* [WHAT THE EXERCISE ASKS] Retype, word for word, every line from the one holding "the configured length" through the one holding "and trunk-id length" in the entries below, both included, and only those lines.

--- GIVEN DATA Enclosed Below ---

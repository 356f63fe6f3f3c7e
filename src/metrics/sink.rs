//! Metrics Sink
//!
//! The polling engine only ever writes gauges; reading and exposing them
//! is the sink owner's business.

/// Every gauge the exporter publishes
#[derive(Debug, Clone, Copy, PartialEq, Eq, Hash)]
pub enum Gauge {
    ActiveCalls,
    TrunkCalls,
    MaxSimultaneousCalls,
    DiskUsage,
    DiskUsageRecording,
    DiskUsageChat,
    DiskUsageLog,
    SystemInfo,
    RegisteredExtensions,
    TotalExtensions,
    RegisteredTrunks,
    TotalTrunks,
    ErrorCapture,
}

impl Gauge {
    pub const ALL: [Gauge; 13] = [
        Gauge::ActiveCalls,
        Gauge::TrunkCalls,
        Gauge::MaxSimultaneousCalls,
        Gauge::DiskUsage,
        Gauge::DiskUsageRecording,
        Gauge::DiskUsageChat,
        Gauge::DiskUsageLog,
        Gauge::SystemInfo,
        Gauge::RegisteredExtensions,
        Gauge::TotalExtensions,
        Gauge::RegisteredTrunks,
        Gauge::TotalTrunks,
        Gauge::ErrorCapture,
    ];

    /// Metric name without the configured prefix
    pub fn suffix(self) -> &'static str {
        match self {
            Gauge::ActiveCalls => "active_calls_total",
            Gauge::TrunkCalls => "trunk_calls_total",
            Gauge::MaxSimultaneousCalls => "max_simultaneous_total",
            Gauge::DiskUsage => "disk_usage_percentage_total",
            Gauge::DiskUsageRecording => "disk_usage_recording_percentage_total",
            Gauge::DiskUsageChat => "disk_usage_chat_total",
            Gauge::DiskUsageLog => "disk_usage_log_total",
            Gauge::SystemInfo => "system_info",
            Gauge::RegisteredExtensions => "registered_extensions_total",
            Gauge::TotalExtensions => "total_extensions",
            Gauge::RegisteredTrunks => "registered_trunks_total",
            Gauge::TotalTrunks => "trunks_total",
            Gauge::ErrorCapture => "error_capture",
        }
    }

    pub fn help(self) -> &'static str {
        match self {
            Gauge::ActiveCalls => "Total active calls",
            Gauge::TrunkCalls => "Total calls per trunk",
            Gauge::MaxSimultaneousCalls => "Maximum number of simultaneous calls allowed",
            Gauge::DiskUsage => "Disk usage percentage",
            Gauge::DiskUsageRecording => "Disk usage percentage for recording",
            Gauge::DiskUsageChat => "Disk space used by chat",
            Gauge::DiskUsageLog => "Disk space used by logs",
            Gauge::SystemInfo => "System information",
            Gauge::RegisteredExtensions => "Number of registered extensions",
            Gauge::TotalExtensions => "Total number of extensions",
            Gauge::RegisteredTrunks => "Number of registered trunks",
            Gauge::TotalTrunks => "Number of trunks",
            Gauge::ErrorCapture => "Last outcome per operation (0 = healthy, 1 = failing)",
        }
    }

    /// Label names, empty for plain gauges
    pub fn label_names(self) -> &'static [&'static str] {
        match self {
            Gauge::TrunkCalls => &["trunk"],
            Gauge::SystemInfo => &["Version", "OS", "Ip", "Fqdn"],
            Gauge::ErrorCapture => &["error"],
            _ => &[],
        }
    }

    pub fn is_labeled(self) -> bool {
        !self.label_names().is_empty()
    }
}

/// Write-only gauge store
pub trait MetricsSink: Send + Sync {
    fn set(&self, gauge: Gauge, value: f64);

    /// `labels` are positional, in [`Gauge::label_names`] order
    fn set_labeled(&self, gauge: Gauge, labels: &[&str], value: f64);
}
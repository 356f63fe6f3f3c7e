//! pabx-exporter - Prometheus exporter for a PABX telephony server
//!
//! Polls the server's management API and serves call and system gauges
//! on `/metrics`.

use anyhow::{Context, Result};
use clap::Parser;
use std::path::PathBuf;
use std::sync::Arc;
use std::time::Duration;

use tracing::{error, info};
use tracing_subscriber::{layer::SubscriberExt, util::SubscriberInitExt};

use pabx_exporter::{
    config::ConfigManager, metrics::MetricsServer, PollingEngine, PrometheusSink,
    ShutdownCoordinator,
};

/// How long tasks get to stop after a shutdown signal
const SHUTDOWN_TIMEOUT: Duration = Duration::from_secs(10);

/// CLI arguments for pabx-exporter
#[derive(Parser, Debug)]
#[command(name = "pabx-exporter")]
#[command(about = "Prometheus exporter for PABX active calls and system status")]
#[command(version)]
#[command(long_about = "
Prometheus exporter for PABX active calls and system status

Configuration priority (highest to lowest):
1. Command-line arguments
2. Environment variables
3. Configuration file
4. Built-in defaults

Environment variables:
  PABX_URL                - PABX base URL (e.g., https://pbx.example.com)
  PABX_USERNAME           - API username (legacy name: PABX_RAMALID)
  PABX_PASSWORD           - API password (legacy name: PABX_RAMALPASS)
  PABX_TRUNKID_LENGTH     - Digits in a trunk extension id (default 5)
  PABX_FAST_INTERVAL      - Active-call poll interval (e.g., 5s)
  PABX_SLOW_INTERVAL      - System-status poll interval (e.g., 30s)
  PABX_RENEWAL_INTERVAL   - Token renewal interval (e.g., 59m)
  PABX_RESTART_BACKOFF    - Wait before restarting after a failure (e.g., 1m)
  PORT                    - Metrics port (default 3000)
  PROM_PREFIX             - Metric name prefix (default pabx)
  PABX_LOG_LEVEL          - Log level (trace, debug, info, warn, error)
")]
pub struct CliArgs {
    /// Configuration file path
    #[arg(
        short,
        long,
        default_value = "config.toml",
        help = "Path to configuration file"
    )]
    pub config: PathBuf,

    /// PABX base URL (overrides config file and environment)
    #[arg(short, long, help = "PABX base URL")]
    pub base_url: Option<String>,

    /// Metrics port (overrides config file and environment)
    #[arg(short, long, help = "Port to serve metrics on")]
    pub port: Option<u16>,

    /// Digits in a trunk extension id
    #[arg(long, help = "Digits in a trunk extension id")]
    pub trunk_id_length: Option<usize>,

    /// Log level (trace, debug, info, warn, error)
    #[arg(long, help = "Log level")]
    pub log_level: Option<String>,

    /// Enable verbose logging (sets log level to debug)
    #[arg(short, long, help = "Enable verbose logging")]
    pub verbose: bool,

    /// Validate configuration and exit
    #[arg(long, help = "Validate configuration and exit")]
    pub validate_config: bool,
}

#[tokio::main]
async fn main() -> Result<()> {
    let args = CliArgs::parse();

    // Load configuration with priority: CLI args > environment > config file > defaults
    let config_found = args.config.exists();
    let mut config = if config_found {
        ConfigManager::load_from_file(&args.config)?
    } else {
        ConfigManager::load_from_env()?
    };

    config.merge_with_cli_args(
        args.base_url.as_deref(),
        args.port,
        args.trunk_id_length,
        args.log_level.as_deref(),
    );

    init_tracing(&args, &config.monitoring.log_level)?;

    info!("Starting pabx-exporter v{}", env!("CARGO_PKG_VERSION"));
    if !config_found {
        info!(path = %args.config.display(), "Config file not found, using environment variables");
    }

    config
        .validate()
        .context("Final configuration validation failed")?;

    if args.validate_config {
        info!("Configuration is valid");
        info!("Configuration summary:");
        info!("  PABX URL: {}", config.pabx.base_url);
        info!("  Username: {}", config.pabx.username);
        info!("  Trunk id length: {}", config.pabx.trunk_id_length);
        info!("  Fast interval: {:?}", config.polling.fast_interval);
        info!("  Slow interval: {:?}", config.polling.slow_interval);
        info!("  Renewal interval: {:?}", config.polling.renewal_interval);
        info!("  Restart backoff: {:?}", config.polling.restart_backoff);
        info!("  Metrics address: {}", config.metrics_addr());
        info!("  Metric prefix: {:?}", config.monitoring.metric_prefix);
        return Ok(());
    }

    info!("Configuration loaded successfully");
    info!("PABX URL: {}", config.pabx.base_url);
    info!("Metrics address: {}", config.metrics_addr());

    let shutdown_coordinator = ShutdownCoordinator::new(SHUTDOWN_TIMEOUT);

    let mut sink = PrometheusSink::new(&config.monitoring.metric_prefix)?;
    if config.monitoring.process_metrics {
        sink = sink.with_process_metrics()?;
    }
    let sink = Arc::new(sink);

    let metrics_server = MetricsServer::new(sink.clone(), config.metrics_addr());
    let metrics_shutdown = shutdown_coordinator.subscribe();
    let metrics_handle = tokio::spawn(async move {
        if let Err(e) = metrics_server.start(metrics_shutdown).await {
            error!("Metrics server error: {:#}", e);
        }
    });

    let engine = PollingEngine::new(&config, sink)?;
    let mut engine_handle = tokio::spawn(engine.run(shutdown_coordinator.subscribe()));

    info!("pabx-exporter started, press Ctrl+C or send SIGTERM/SIGINT to stop");

    tokio::select! {
        result = shutdown_coordinator.wait_for_signal() => {
            if let Err(e) = result {
                error!("Error setting up signal handlers: {}", e);
            }
        }
        joined = &mut engine_handle => {
            // The engine only returns on its own when the first login fails
            shutdown_coordinator.trigger();
            shutdown_coordinator
                .wait_for_tasks(vec![("metrics_server", metrics_handle)])
                .await;

            return match joined.context("Polling engine task failed")? {
                Ok(()) => Ok(()),
                Err(e) => Err(anyhow::Error::new(e).context("Could not obtain initial token")),
            };
        }
    }

    info!("Initiating graceful shutdown...");
    shutdown_coordinator.trigger();

    let engine_task = tokio::spawn(async move {
        match engine_handle.await {
            Ok(Ok(())) => {}
            Ok(Err(e)) => error!("Polling engine stopped with error: {}", e),
            Err(e) if e.is_cancelled() => {}
            Err(e) => error!("Polling engine task failed: {}", e),
        }
    });

    shutdown_coordinator
        .wait_for_tasks(vec![
            ("polling_engine", engine_task),
            ("metrics_server", metrics_handle),
        ])
        .await;

    info!("Shutdown complete");

    Ok(())
}

/// Initialize tracing/logging
fn init_tracing(args: &CliArgs, log_level: &str) -> Result<()> {
    let log_level = if args.verbose { "debug" } else { log_level };

    let env_filter = tracing_subscriber::EnvFilter::try_from_default_env()
        .unwrap_or_else(|_| tracing_subscriber::EnvFilter::new(log_level));

    tracing_subscriber::registry()
        .with(
            tracing_subscriber::fmt::layer()
                .with_target(false)
                .with_thread_ids(true)
                .with_level(true)
                .with_ansi(true),
        )
        .with(env_filter)
        .init();

    Ok(())
}
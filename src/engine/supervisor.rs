//! Engine Supervisor
//!
//! `Bootstrapping -> Running -> Faulted -> (backoff) -> Bootstrapping`.
//! Only a failure of the very first login is terminal; restarts after that
//! repeat indefinitely with a fixed backoff.

use tracing::{info, warn};

#[derive(Debug, Clone, Copy, PartialEq, Eq)]
pub enum EngineState {
    /// Logging in, timers disarmed
    Bootstrapping,
    /// Both timers armed
    Running,
    /// Timers torn down, waiting out the restart backoff
    Faulted,
    Stopped,
}

#[derive(Debug, Clone, Copy, PartialEq, Eq)]
pub enum EngineEvent {
    LoginSucceeded,
    LoginFailed,
    TickFailed,
    BackoffElapsed,
    ShutdownRequested,
}

#[derive(Debug)]
pub struct Supervisor {
    state: EngineState,
    bootstrapped: bool,
    restarts: u64,
}

impl Supervisor {
    pub fn new() -> Self {
        Self {
            state: EngineState::Bootstrapping,
            bootstrapped: false,
            restarts: 0,
        }
    }

    pub fn state(&self) -> EngineState {
        self.state
    }

    /// Restart attempts begun so far
    pub fn restarts(&self) -> u64 {
        self.restarts
    }

    /// Whether an initial login has ever succeeded
    pub fn has_bootstrapped(&self) -> bool {
        self.bootstrapped
    }

    /// Apply an event and return the new state
    pub fn handle(&mut self, event: EngineEvent) -> EngineState {
        use EngineEvent::*;
        use EngineState::*;

        let next = match (self.state, event) {
            (_, ShutdownRequested) => Stopped,
            (Stopped, _) => Stopped,
            (Bootstrapping, LoginSucceeded) => {
                self.bootstrapped = true;
                Running
            }
            (Bootstrapping, LoginFailed) if !self.bootstrapped => Stopped,
            (Bootstrapping, LoginFailed) => Faulted,
            (Running, TickFailed) => Faulted,
            (Faulted, BackoffElapsed) => {
                self.restarts += 1;
                Bootstrapping
            }
            (state, event) => {
                warn!(state = ?state, event = ?event, "Ignoring event not valid in current state");
                state
            }
        };

        if next != self.state {
            info!(from = ?self.state, to = ?next, restarts = self.restarts, "Engine state transition");
        }

        self.state = next;
        next
    }
}

impl Default for Supervisor {
    fn default() -> Self {
        Self::new()
    }
}
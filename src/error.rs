//! Error Types
//!
//! Typed failures raised by the session, fetch and classification paths.
//! None of these escape a polling tick: the engine logs them and either
//! retries next tick or restarts after a backoff.

use reqwest::StatusCode;
use thiserror::Error;

/// A failed exchange with the PABX API
#[derive(Debug, Error)]
pub enum ApiError {
    /// Connection refused, timeout, TLS failure...
    #[error("request to {endpoint} failed: {source}")]
    Transport {
        endpoint: &'static str,
        #[source]
        source: reqwest::Error,
    },

    /// Any status other than 200 OK
    #[error("{endpoint} returned HTTP {status}")]
    Status {
        endpoint: &'static str,
        status: StatusCode,
    },

    /// Body was not the JSON we expected
    #[error("failed to decode {endpoint} response: {source}")]
    Decode {
        endpoint: &'static str,
        #[source]
        source: reqwest::Error,
    },
}

impl ApiError {
    /// True when the server rejected the bearer token
    pub fn is_unauthorized(&self) -> bool {
        matches!(self, ApiError::Status { status, .. } if *status == StatusCode::UNAUTHORIZED)
    }
}

/// Login or token refresh failed
#[derive(Debug, Error)]
pub enum AuthError {
    #[error("login failed: {0}")]
    Login(#[source] ApiError),

    #[error("token refresh failed: {0}")]
    Refresh(#[source] ApiError),

    #[error("authentication response carried no {0}")]
    IncompleteToken(&'static str),

    #[error("session holds no refresh token")]
    MissingRefreshToken,
}

/// Active-calls or system-status request failed
#[derive(Debug, Error)]
pub enum FetchError {
    #[error("session is not authenticated")]
    Unauthenticated,

    #[error("active calls fetch failed: {0}")]
    ActiveCalls(#[source] ApiError),

    #[error("system status fetch failed: {0}")]
    SystemStatus(#[source] ApiError),
}

impl FetchError {
    /// True when the PABX rejected the access token
    pub fn is_unauthorized(&self) -> bool {
        match self {
            FetchError::Unauthenticated => true,
            FetchError::ActiveCalls(e) | FetchError::SystemStatus(e) => e.is_unauthorized(),
        }
    }
}

/// A caller/callee string that does not look like an extension
#[derive(Debug, Clone, PartialEq, Eq, Error)]
pub enum ParseError {
    #[error("unrecognised extension string {raw:?}")]
    Extension { raw: String },
}

#[cfg(test)]
mod tests {
    use super::*;

    #[test]
    fn test_unauthorized_detection() {
        let unauthorized = ApiError::Status {
            endpoint: "active_calls",
            status: StatusCode::UNAUTHORIZED,
        };
        assert!(unauthorized.is_unauthorized());
        assert!(FetchError::ActiveCalls(unauthorized).is_unauthorized());

        let server_error = ApiError::Status {
            endpoint: "system_status",
            status: StatusCode::INTERNAL_SERVER_ERROR,
        };
        assert!(!server_error.is_unauthorized());
        assert!(FetchError::Unauthenticated.is_unauthorized());
    }

    #[test]
    fn test_error_messages_carry_context() {
        let err = AuthError::Login(ApiError::Status {
            endpoint: "login",
            status: StatusCode::FORBIDDEN,
        });
        assert_eq!(err.to_string(), "login failed: login returned HTTP 403 Forbidden");

        let parse = ParseError::Extension { raw: "garbage".to_string() };
        assert_eq!(parse.to_string(), "unrecognised extension string \"garbage\"");
    }
}
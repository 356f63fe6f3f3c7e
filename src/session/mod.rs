//! Session Module
//! 
//! Bearer-token session with the PABX: initial login and silent refresh.

pub mod manager;
pub mod types;

pub use manager::SessionManager;
pub use types::Session;
//! Session Manager

use super::Session;
use crate::error::AuthError;
use crate::pabx::PabxClient;
use std::time::{Duration, Instant};
use tracing::{debug, info};

/// Performs login and token refresh against the PABX
///
/// Neither operation retries; the polling engine owns the retry policy.
#[derive(Debug, Clone)]
pub struct SessionManager {
    client: PabxClient,
}

impl SessionManager {
    /// Create a new session manager
    pub fn new(client: PabxClient) -> Self {
        Self { client }
    }

    /// Exchange credentials for a fresh session
    pub async fn login(&self, username: &str, password: &str, now: Instant) -> Result<Session, AuthError> {
        debug!(username = %username, "Requesting access token");

        let response = self
            .client
            .login(username, password)
            .await
            .map_err(AuthError::Login)?;

        let token = response.token.ok_or(AuthError::IncompleteToken("Token"))?;
        let access_token = token
            .access_token
            .filter(|t| !t.is_empty())
            .ok_or(AuthError::IncompleteToken("access_token"))?;
        let refresh_token = token
            .refresh_token
            .filter(|t| !t.is_empty())
            .ok_or(AuthError::IncompleteToken("refresh_token"))?;

        info!(username = %username, status = ?response.status, "PABX session established");
        Ok(Session::authenticated(access_token, refresh_token, now))
    }

    /// Refresh-token grant. On failure the caller keeps `session` untouched.
    pub async fn refresh(&self, session: &Session, now: Instant) -> Result<Session, AuthError> {
        let refresh_token = session.refresh_token().ok_or(AuthError::MissingRefreshToken)?;

        let refreshed = self
            .client
            .refresh_token(refresh_token)
            .await
            .map_err(AuthError::Refresh)?;

        let access_token = refreshed
            .access_token
            .filter(|t| !t.is_empty())
            .ok_or(AuthError::IncompleteToken("access_token"))?;
        let rotated = refreshed.refresh_token.filter(|t| !t.is_empty());

        debug!(rotated = rotated.is_some(), "Access token refreshed");
        Ok(session.renewed(access_token, rotated, now))
    }

    /// See [`Session::is_renewal_due`]
    pub fn is_renewal_due(session: &Session, now: Instant, interval: Duration) -> bool {
        session.is_renewal_due(now, interval)
    }
}
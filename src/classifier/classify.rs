//! Call Classification
//!
//! Rules, in order:
//! 1. only `Talking` calls count;
//! 2. a `PlayFile` caller is a recording leg;
//! 3. a callee mentioning `VoiceMail` is labelled from the caller alone;
//! 4. otherwise the caller, then the callee, may name the trunk when its
//!    id has the trunk-id length (the callee wins when both qualify).

use super::extension::{ExtensionParser, ParsedExtension};
use crate::error::ParseError;
use crate::pabx::{ActiveCallRecord, CallStatus};
use serde::Serialize;
use tracing::warn;

pub const INTERNAL_RECORDING: &str = "INTERNAL_RECORDING";
pub const INTERNAL_VOICE_MAIL: &str = "INTERNAL_VOICE_MAIL";
pub const INTERNAL_EXTENSION: &str = "INTERNAL_EXTENSION";

const RECORDING_CALLER: &str = "PlayFile";
const VOICE_MAIL_MARKER: &str = "VoiceMail";

/// Voice-mail legs always use a 5-digit trunk id, whatever the configured length
const VOICE_MAIL_TRUNK_ID_LENGTH: usize = 5;

/// A talking call with its trunk label
#[derive(Debug, Clone, PartialEq, Eq, Serialize)]
pub struct ClassifiedCall {
    pub id: i64,
    pub caller: String,
    pub callee: String,
    pub trunk_name: String,
}

/// Why a record did not make it into the tally
#[derive(Debug, Clone, PartialEq, Eq)]
pub enum SkipReason {
    NotTalking(CallStatus),
    Unparsable(ParseError),
}

/// Outcome for one record
#[derive(Debug, Clone, PartialEq, Eq)]
pub enum Classification {
    Call(ClassifiedCall),
    Skipped(SkipReason),
}

impl Classification {
    pub fn call(self) -> Option<ClassifiedCall> {
        match self {
            Classification::Call(call) => Some(call),
            Classification::Skipped(_) => None,
        }
    }
}

/// Result of classifying one tick's records
#[derive(Debug, Clone, Default)]
pub struct ClassifiedBatch {
    pub calls: Vec<ClassifiedCall>,
    pub not_talking: usize,
    pub unparsable: usize,
}

/// Stateless classifier; holds only the compiled pattern and trunk-id length
#[derive(Debug, Clone)]
pub struct CallClassifier {
    parser: ExtensionParser,
    trunk_id_length: usize,
}

impl CallClassifier {
    pub fn new(trunk_id_length: usize) -> Self {
        Self {
            parser: ExtensionParser::new(),
            trunk_id_length,
        }
    }

    pub fn trunk_id_length(&self) -> usize {
        self.trunk_id_length
    }

    /// Classify one record. Never fails: malformed records come back as
    /// [`SkipReason::Unparsable`].
    pub fn classify(&self, record: &ActiveCallRecord) -> Classification {
        if record.status != CallStatus::Talking {
            return Classification::Skipped(SkipReason::NotTalking(record.status));
        }

        match self.trunk_name(record) {
            Ok(trunk_name) => Classification::Call(ClassifiedCall {
                id: record.id,
                caller: record.caller.clone(),
                callee: record.callee.clone(),
                trunk_name,
            }),
            Err(e) => Classification::Skipped(SkipReason::Unparsable(e)),
        }
    }

    fn trunk_name(&self, record: &ActiveCallRecord) -> Result<String, ParseError> {
        if record.caller == RECORDING_CALLER {
            return Ok(INTERNAL_RECORDING.to_string());
        }

        if record.callee.contains(VOICE_MAIL_MARKER) {
            let caller = self.parse(&record.caller)?;
            let trunk = trunk_label(&caller, VOICE_MAIL_TRUNK_ID_LENGTH)
                .unwrap_or(INTERNAL_VOICE_MAIL);
            return Ok(trunk.to_string());
        }

        let caller = self.parse(&record.caller)?;
        let callee = self.parse(&record.callee)?;

        let mut trunk = INTERNAL_EXTENSION;
        if let Some(name) = trunk_label(&caller, self.trunk_id_length) {
            trunk = name;
        }
        if let Some(name) = trunk_label(&callee, self.trunk_id_length) {
            trunk = name;
        }

        Ok(trunk.to_string())
    }

    fn parse(&self, raw: &str) -> Result<ParsedExtension, ParseError> {
        self.parser
            .parse(raw)
            .parsed()
            .ok_or_else(|| ParseError::Extension { raw: raw.to_string() })
    }

    /// Classify a tick's worth of records, logging every unparsable one
    pub fn classify_all(&self, records: &[ActiveCallRecord]) -> ClassifiedBatch {
        let mut batch = ClassifiedBatch::default();

        for record in records {
            match self.classify(record) {
                Classification::Call(call) => batch.calls.push(call),
                Classification::Skipped(SkipReason::NotTalking(_)) => batch.not_talking += 1,
                Classification::Skipped(SkipReason::Unparsable(e)) => {
                    warn!(
                        call_id = record.id,
                        caller = %record.caller,
                        callee = %record.callee,
                        error = %e,
                        "Dropping active call with unrecognised caller/callee"
                    );
                    batch.unparsable += 1;
                }
            }
        }

        batch
    }
}

/// The extension's name when its id has the trunk length
fn trunk_label(extension: &ParsedExtension, trunk_id_length: usize) -> Option<&str> {
    if extension.id_len() == trunk_id_length {
        extension.name.as_deref()
    } else {
        None
    }
}
//! Configuration Module
//! 
//! Handles configuration loading, validation, and management.

pub mod manager;
pub mod types;

pub use manager::ConfigManager;
pub use types::*;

--- End of Enclosed GIVEN DATA ---

* [RESPONSE TO THE TASK]
/// Voice-mail legs always use a 5-digit trunk id, whatever the configured length
const VOICE_MAIL_TRUNK_ID_LENGTH: usize = 5;

/// A talking call with its trunk label
#[derive(Debug, Clone, PartialEq, Eq, Serialize)]
pub struct ClassifiedCall {
    pub id: i64,
    pub caller: String,
    pub callee: String,
    pub trunk_name: String,
}

/// Why a record did not make it into the tally
#[derive(Debug, Clone, PartialEq, Eq)]
pub enum SkipReason {
    NotTalking(CallStatus),
    Unparsable(ParseError),
}

/// Outcome for one record
#[derive(Debug, Clone, PartialEq, Eq)]
pub enum Classification {
    Call(ClassifiedCall),
    Skipped(SkipReason),
}

impl Classification {
    pub fn call(self) -> Option<ClassifiedCall> {
        match self {
            Classification::Call(call) => Some(call),
            Classification::Skipped(_) => None,
        }
    }
}

/// Result of classifying one tick's records
#[derive(Debug, Clone, Default)]
pub struct ClassifiedBatch {
    pub calls: Vec<ClassifiedCall>,
    pub not_talking: usize,
    pub unparsable: usize,
}

/// Stateless classifier; holds only the compiled pattern and trunk-id length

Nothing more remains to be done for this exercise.